A principal medida para o delirium é a prevenção e a utilização de recursos não farmacológicos, como a presença de calendários e relógios nos quartos dos pacientes, utilização de óculos e próteses auditivas, manter luminosidade durante o dia e ambiente escuro e calmo durante a noite, organização de rotinas pela manhã, nutrição e hidratação adequados, mobilização precoce em pós operatórios, entre outros. No entanto, se for necessário uso de medicação para redução da agitação (não há evidência de benefício de medicação em delirium hipoativo), as drogas de escolha são os antipsicóticos, com destaque para haloperidol, risperidona, Quetiapina e Olanzapina. Alguns hospitais utilizam modelos padronizados de medidas preventivas, como o modelo HELP (Hospital Elder Life Program), que tem seu foco na prevenção de delirium em idosos internados, mas também é utilizado para prevenção de declínio funcional e de quedas, com o objetivo de otimizar a independência do paciente na alta.
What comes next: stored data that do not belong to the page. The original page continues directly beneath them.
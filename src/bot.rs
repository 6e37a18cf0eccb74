use std::sync::atomic::{AtomicU64, Ordering};
use std::sync::Arc;

use anyhow::Result;
use chrono::Local;
use tracing::{debug, error, info};

use crate::platform::{BotEvent, Command, Departure, Group, Member, Messenger};

pub const START_TEXT: &str = "Hi! I'm a bot that tracks when users leave groups. \
     Add me to a group and I'll message users who leave.";

pub const HELP_TEXT: &str = "Commands:\n\
     /start - Start the bot\n\
     /help - Show this help message\n\n\
     Add me to a group and I'll automatically message users who leave.";

/// Direct message sent to someone who left a group.
pub fn farewell_text(member: &Member, group: &Group) -> String {
    format!(
        "Hi {}, we noticed you left {}. \
         We hope you enjoyed your time in the group! \
         If you have any feedback, please let us know.",
        member.first_name, group.title
    )
}

/// What the departure handler did with one member-left event.
#[derive(Debug, Clone, Copy, PartialEq, Eq)]
pub enum DepartureOutcome {
    /// The bot itself was removed; nothing was sent.
    BotRemoved,
    Farewelled,
    /// The farewell could not be delivered (blocked bot, no private chat, ...).
    SendFailed,
}

/// Handlers for every decoded event, independent of the transport.
pub struct FarewellBot {
    bot_id: u64,
    messenger: Arc<dyn Messenger>,
    failed_sends: AtomicU64,
}

impl FarewellBot {
    pub fn new(bot_id: u64, messenger: Arc<dyn Messenger>) -> Self {
        Self {
            bot_id,
            messenger,
            failed_sends: AtomicU64::new(0),
        }
    }

    /// Farewell messages that could not be delivered since startup.
    pub fn failed_sends(&self) -> u64 {
        self.failed_sends.load(Ordering::Relaxed)
    }

    pub async fn handle_event(&self, event: &BotEvent) -> Result<()> {
        match event {
            BotEvent::Command { chat_id, command } => self.handle_command(*chat_id, *command).await,
            BotEvent::MemberLeft(departure) => {
                self.handle_departure(departure).await;
                Ok(())
            }
            BotEvent::Other => Ok(()),
        }
    }

    /// Reply to `/start` or `/help`. Send errors go back to the dispatcher.
    pub async fn handle_command(&self, chat_id: i64, command: Command) -> Result<()> {
        debug!("Command {:?} in chat {}", command, chat_id);

        let text = match command {
            Command::Start => START_TEXT,
            Command::Help => HELP_TEXT,
        };
        self.messenger.send_to_chat(chat_id, text).await
    }

    /// Say goodbye to a member who left. Never fails: an undeliverable
    /// farewell is logged and counted.
    pub async fn handle_departure(&self, departure: &Departure) -> DepartureOutcome {
        let Departure { member, group } = departure;

        if member.id == self.bot_id {
            info!("Bot was removed from {} ({})", group.title, group.id);
            return DepartureOutcome::BotRemoved;
        }

        info!(
            "User {} (ID: {}) left group {} (ID: {}) at {}",
            member.full_name,
            member.id,
            group.title,
            group.id,
            Local::now().format("%Y-%m-%d %H:%M:%S")
        );

        let text = farewell_text(member, group);
        match self.messenger.send_private(member.id, &text).await {
            Ok(()) => {
                info!(
                    "Sent farewell message to {} ({})",
                    member.full_name, member.id
                );
                DepartureOutcome::Farewelled
            }
            Err(e) => {
                let failed = self.failed_sends.fetch_add(1, Ordering::Relaxed) + 1;
                error!(
                    "Could not send message to {}: {:#} (failed farewells: {})",
                    member.full_name, e, failed
                );
                DepartureOutcome::SendFailed
            }
        }
    }
}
A ocorrência de delirium pode significar pior prognóstico durante a internação hospitalar, mas também no pós-alta, pois é sabido que a presença dessa alteração da atenção se torna importante fator de risco para o desenvolvimento de síndromes demenciais e, consequentemente, perda da funcionalidade do idoso. É importante ter em mente a identificação precoce e o tratamento da causa-base do delirium, visando manter a condição funcional do idoso, além da atenção com as medidas preventivas.